What you are asked to do –
Write the records out once more, so that nothing differs from the original.

Dataset entries –
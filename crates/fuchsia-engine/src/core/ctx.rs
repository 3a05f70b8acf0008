use winit::window::{Window, WindowId};

use crate::coords::{Rect, Viewport};
use crate::device::{Gpu, GpuError, SurfaceErrorAction};
use crate::render::{FrameReport, RenderSurface, RenderTarget, SurfaceHost};
use crate::time::FrameTime;
use crate::window::RuntimeCtx;

use super::app::AppControl;

/// Per-window handles and immutable window metadata.
pub struct WindowCtx<'a> {
    pub id:     WindowId,
    pub window: &'a Window,
}

impl<'a> WindowCtx<'a> {
    /// Returns the logical window size.
    pub fn logical_size(&self) -> Viewport {
        let phys  = self.window.inner_size();
        let logi: winit::dpi::LogicalSize<f64> = phys.to_logical(self.window.scale_factor());
        Viewport::new(logi.width as f32, logi.height as f32)
    }

    pub fn scale_factor(&self) -> f32 {
        self.window.scale_factor() as f32
    }

    /// Bounds of a widget filling the whole client area.
    pub fn bounds(&self) -> Rect {
        Rect::from_viewport(self.logical_size())
    }
}

/// Per-frame context passed to `core::App::on_frame`.
///
/// Lifetimes:
/// - `'a` is the duration of the callback invocation
/// - `'w` is the window-borrow lifetime carried by `Gpu<'w>`
pub struct FrameCtx<'a, 'w> {
    pub window:  WindowCtx<'a>,
    pub gpu:     &'a mut Gpu<'w>,
    pub time:    FrameTime,
    pub runtime: &'a mut RuntimeCtx,
}

impl<'a, 'w> FrameCtx<'a, 'w> {
    /// Renders `host` over the full window, then presents the frame.
    ///
    /// A GPU error raised by the surface ends rendering for the session:
    /// it is logged and `AppControl::Exit` is returned.
    pub fn render_surface<S: RenderSurface>(&mut self, host: &mut SurfaceHost<S>) -> AppControl {
        let bounds = self.window.bounds();
        let scale_factor = self.window.scale_factor();

        let frame = match self.gpu.begin_frame() {
            Ok(f) => f,
            Err(err) => {
                let action = self.gpu.handle_surface_error(err);
                if action == SurfaceErrorAction::Fatal {
                    log::error!("surface lost beyond recovery");
                    return AppControl::Exit;
                }
                return AppControl::Continue;
            }
        };

        let result = {
            let ctx = self.gpu.surface_ctx(scale_factor);
            let target = RenderTarget::new(&frame.view, frame.size());
            host.render(&ctx, &target, bounds)
        };

        self.window.window.pre_present_notify();
        self.gpu.present(frame);

        frame_control(result, self.time)
    }
}

/// Maps the outcome of a surface render to the runtime's next step.
///
/// Any `GpuError` ends the session; a skipped frame (failed or released host)
/// keeps the loop running.
pub fn frame_control(
    result: Result<Option<FrameReport>, GpuError>,
    time: FrameTime,
) -> AppControl {
    match result {
        Ok(Some(report)) => {
            log::trace!(
                "frame {} (+{:.3}s): {} draw(s), {} vertices, viewport {:?}",
                time.frame_index,
                time.dt,
                report.draws.len(),
                report.vertex_count(),
                report.viewport
            );
            AppControl::Continue
        }
        Ok(None) => AppControl::Continue,
        Err(err) => {
            log::error!("render surface failed, rendering stopped: {err}");
            AppControl::Exit
        }
    }
}

#[cfg(test)]
mod tests {
    use super::*;
    use crate::coords::ColorRgba;
    use crate::render::DrawCall;

    const TIME: FrameTime = FrameTime { dt: 0.016, frame_index: 7 };

    fn drawn_frame() -> FrameReport {
        FrameReport {
            clear: ColorRgba::black(),
            viewport: None,
            draws: vec![DrawCall::vertices(3)],
        }
    }

    #[test]
    fn drawn_frame_continues() {
        assert_eq!(frame_control(Ok(Some(drawn_frame())), TIME), AppControl::Continue);
    }

    #[test]
    fn skipped_frame_continues() {
        assert_eq!(frame_control(Ok(None), TIME), AppControl::Continue);
    }

    #[test]
    fn driver_error_ends_the_session() {
        let err = GpuError::Driver {
            count: 2,
            first: "invalid pipeline".to_string(),
        };
        assert_eq!(frame_control(Err(err), TIME), AppControl::Exit);
    }

    #[test]
    fn uninitialized_surface_ends_the_session() {
        assert_eq!(frame_control(Err(GpuError::NotInitialized), TIME), AppControl::Exit);
    }
}
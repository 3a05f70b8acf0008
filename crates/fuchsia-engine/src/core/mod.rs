//! Core engine-facing contracts.
//!
//! This module defines the interface between the runtime (platform loop) and
//! applications, and the per-frame context through which render surfaces are
//! driven.

mod app;
mod ctx;

pub use app::{App, AppControl};
pub use ctx::{frame_control, FrameCtx, WindowCtx};
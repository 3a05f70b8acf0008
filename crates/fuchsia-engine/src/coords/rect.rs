use super::{PixelRect, Vec2, Viewport};

/// Axis-aligned rectangle in logical pixels (top-left origin).
#[derive(Debug, Copy, Clone, Default, PartialEq)]
pub struct Rect {
    pub origin: Vec2,
    pub size: Vec2,
}

impl Rect {
    #[inline]
    pub const fn new(x: f32, y: f32, w: f32, h: f32) -> Self {
        Self {
            origin: Vec2::new(x, y),
            size: Vec2::new(w, h),
        }
    }

    /// Rect covering the whole viewport, anchored at the origin.
    #[inline]
    pub const fn from_viewport(viewport: Viewport) -> Self {
        Self::new(0.0, 0.0, viewport.width, viewport.height)
    }

    #[inline]
    pub fn is_empty(self) -> bool {
        self.size.x <= 0.0 || self.size.y <= 0.0
    }

    #[inline]
    pub fn is_finite(self) -> bool {
        self.origin.is_finite() && self.size.is_finite()
    }

    /// Normalizes the rectangle so width/height are non-negative.
    #[inline]
    pub fn normalized(self) -> Self {
        let mut x = self.origin.x;
        let mut y = self.origin.y;
        let mut w = self.size.x;
        let mut h = self.size.y;

        if w < 0.0 {
            x += w;
            w = -w;
        }
        if h < 0.0 {
            y += h;
            h = -h;
        }

        Rect::new(x, y, w, h)
    }

    /// Converts logical bounds to a physical pixel rect clamped to a target of
    /// `target` physical pixels.
    ///
    /// Returns `None` when the clamped area is empty or the rect is not finite;
    /// callers should skip drawing in that case.
    pub fn to_physical(self, scale: f32, target: (u32, u32)) -> Option<PixelRect> {
        if !self.is_finite() || !scale.is_finite() || scale <= 0.0 {
            return None;
        }

        let (tw, th) = target;
        let r = self.normalized();
        if r.is_empty() {
            return None;
        }
        let min = r.origin * scale;
        let max = Vec2::new(r.origin.x + r.size.x, r.origin.y + r.size.y) * scale;

        let x  = (min.x.max(0.0).round() as u32).min(tw);
        let y  = (min.y.max(0.0).round() as u32).min(th);
        let x2 = (max.x.max(0.0).round() as u32).min(tw);
        let y2 = (max.y.max(0.0).round() as u32).min(th);

        let px = PixelRect::new(x, y, x2.saturating_sub(x), y2.saturating_sub(y));
        if px.is_empty() { None } else { Some(px) }
    }
}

Solution to the problem –
filename crates/fuchsia-engine/src/core/ctx.rs
repository 3a05f70b8acf0008
use winit::window::{Window, WindowId};

use crate::coords::{Rect, Viewport};
use crate::device::{Gpu, GpuError, SurfaceErrorAction};
use crate::render::{FrameReport, RenderSurface, RenderTarget, SurfaceHost};
use crate::time::FrameTime;
use crate::window::RuntimeCtx;

use super::app::AppControl;

/// Per-window handles and immutable window metadata.
pub struct WindowCtx<'a> {
    pub id:     WindowId,
    pub window: &'a Window,
}

impl<'a> WindowCtx<'a> {
    /// Returns the logical window size.
    pub fn logical_size(&self) -> Viewport {
        let phys  = self.window.inner_size();
        let logi: winit::dpi::LogicalSize<f64> = phys.to_logical(self.window.scale_factor());
        Viewport::new(logi.width as f32, logi.height as f32)
    }

    pub fn scale_factor(&self) -> f32 {
        self.window.scale_factor() as f32
    }

    /// Bounds of a widget filling the whole client area.
    pub fn bounds(&self) -> Rect {
        Rect::from_viewport(self.logical_size())
    }
}

/// Per-frame context passed to `core::App::on_frame`.
///
/// Lifetimes:
/// - `'a` is the duration of the callback invocation
/// - `'w` is the window-borrow lifetime carried by `Gpu<'w>`
pub struct FrameCtx<'a, 'w> {
    pub window:  WindowCtx<'a>,
    pub gpu:     &'a mut Gpu<'w>,
    pub time:    FrameTime,
    pub runtime: &'a mut RuntimeCtx,
}

impl<'a, 'w> FrameCtx<'a, 'w> {
    /// Renders `host` over the full window, then presents the frame.
    ///
    /// A GPU error raised by the surface ends rendering for the session:
    /// it is logged and `AppControl::Exit` is returned.
    pub fn render_surface<S: RenderSurface>(&mut self, host: &mut SurfaceHost<S>) -> AppControl {
        let bounds = self.window.bounds();
        let scale_factor = self.window.scale_factor();

        let frame = match self.gpu.begin_frame() {
            Ok(f) => f,
            Err(err) => {
                let action = self.gpu.handle_surface_error(err);
                if action == SurfaceErrorAction::Fatal {
                    log::error!("surface lost beyond recovery");
                    return AppControl::Exit;
                }
                return AppControl::Continue;
            }
        };

        let result = {
            let ctx = self.gpu.surface_ctx(scale_factor);
            let target = RenderTarget::new(&frame.view, frame.size());
            host.render(&ctx, &target, bounds)
        };

        self.window.window.pre_present_notify();
        self.gpu.present(frame);

        frame_control(result, self.time)
    }
}

/// Maps the outcome of a surface render to the runtime's next step.
///
/// Any `GpuError` ends the session; a skipped frame (failed or released host)
/// keeps the loop running.
pub fn frame_control(
    result: Result<Option<FrameReport>, GpuError>,
    time: FrameTime,
) -> AppControl {
    match result {
        Ok(Some(report)) => {
            log::trace!(
                "frame {} (+{:.3}s): {} draw(s), {} vertices, viewport {:?}",
                time.frame_index,
                time.dt,
                report.draws.len(),
                report.vertex_count(),
                report.viewport
            );
            AppControl::Continue
        }
        Ok(None) => AppControl::Continue,
        Err(err) => {
            log::error!("render surface failed, rendering stopped: {err}");
            AppControl::Exit
        }
    }
}

#[cfg(test)]
mod tests {
    use super::*;
    use crate::coords::ColorRgba;
    use crate::render::DrawCall;

    const TIME: FrameTime = FrameTime { dt: 0.016, frame_index: 7 };

    fn drawn_frame() -> FrameReport {
        FrameReport {
            clear: ColorRgba::black(),
            viewport: None,
            draws: vec![DrawCall::vertices(3)],
        }
    }

    #[test]
    fn drawn_frame_continues() {
        assert_eq!(frame_control(Ok(Some(drawn_frame())), TIME), AppControl::Continue);
    }

    #[test]
    fn skipped_frame_continues() {
        assert_eq!(frame_control(Ok(None), TIME), AppControl::Continue);
    }

    #[test]
    fn driver_error_ends_the_session() {
        let err = GpuError::Driver {
            count: 2,
            first: "invalid pipeline".to_string(),
        };
        assert_eq!(frame_control(Err(err), TIME), AppControl::Exit);
    }

    #[test]
    fn uninitialized_surface_ends_the_session() {
        assert_eq!(frame_control(Err(GpuError::NotInitialized), TIME), AppControl::Exit);
    }
}
repository 3a05f70b8acf0008
filename crates/fuchsia-engine/src/core/mod.rs
//! Core engine-facing contracts.
//!
//! This module defines the interface between the runtime (platform loop) and
//! applications, and the per-frame context through which render surfaces are
//! driven.

mod app;
mod ctx;

pub use app::{App, AppControl};
pub use ctx::{frame_control, FrameCtx, WindowCtx};
repository 3a05f70b8acf0008
filename crates/fuchsia-engine/src/coords/rect.rs
use super::{PixelRect, Vec2, Viewport};

/// Axis-aligned rectangle in logical pixels (top-left origin).
#[derive(Debug, Copy, Clone, Default, PartialEq)]
pub struct Rect {
    pub origin: Vec2,
    pub size: Vec2,
}

impl Rect {
    #[inline]
    pub const fn new(x: f32, y: f32, w: f32, h: f32) -> Self {
        Self {
            origin: Vec2::new(x, y),
            size: Vec2::new(w, h),
        }
    }

    /// Rect covering the whole viewport, anchored at the origin.
    #[inline]
    pub const fn from_viewport(viewport: Viewport) -> Self {
        Self::new(0.0, 0.0, viewport.width, viewport.height)
    }

    #[inline]
    pub fn is_empty(self) -> bool {
        self.size.x <= 0.0 || self.size.y <= 0.0
    }

    #[inline]
    pub fn is_finite(self) -> bool {
        self.origin.is_finite() && self.size.is_finite()
    }

    /// Normalizes the rectangle so width/height are non-negative.
    #[inline]
    pub fn normalized(self) -> Self {
        let mut x = self.origin.x;
        let mut y = self.origin.y;
        let mut w = self.size.x;
        let mut h = self.size.y;

        if w < 0.0 {
            x += w;
            w = -w;
        }
        if h < 0.0 {
            y += h;
            h = -h;
        }

        Rect::new(x, y, w, h)
    }

    /// Converts logical bounds to a physical pixel rect clamped to a target of
    /// `target` physical pixels.
    ///
    /// Returns `None` when the clamped area is empty or the rect is not finite;
    /// callers should skip drawing in that case.
    pub fn to_physical(self, scale: f32, target: (u32, u32)) -> Option<PixelRect> {
        if !self.is_finite() || !scale.is_finite() || scale <= 0.0 {
            return None;
        }

        let (tw, th) = target;
        let r = self.normalized();
        if r.is_empty() {
            return None;
        }
        let min = r.origin * scale;
        let max = Vec2::new(r.origin.x + r.size.x, r.origin.y + r.size.y) * scale;

        let x  = (min.x.max(0.0).round() as u32).min(tw);
        let y  = (min.y.max(0.0).round() as u32).min(th);
        let x2 = (max.x.max(0.0).round() as u32).min(tw);
        let y2 = (max.y.max(0.0).round() as u32).min(th);

        let px = PixelRect::new(x, y, x2.saturating_sub(x), y2.saturating_sub(y));
        if px.is_empty() { None } else { Some(px) }
    }
}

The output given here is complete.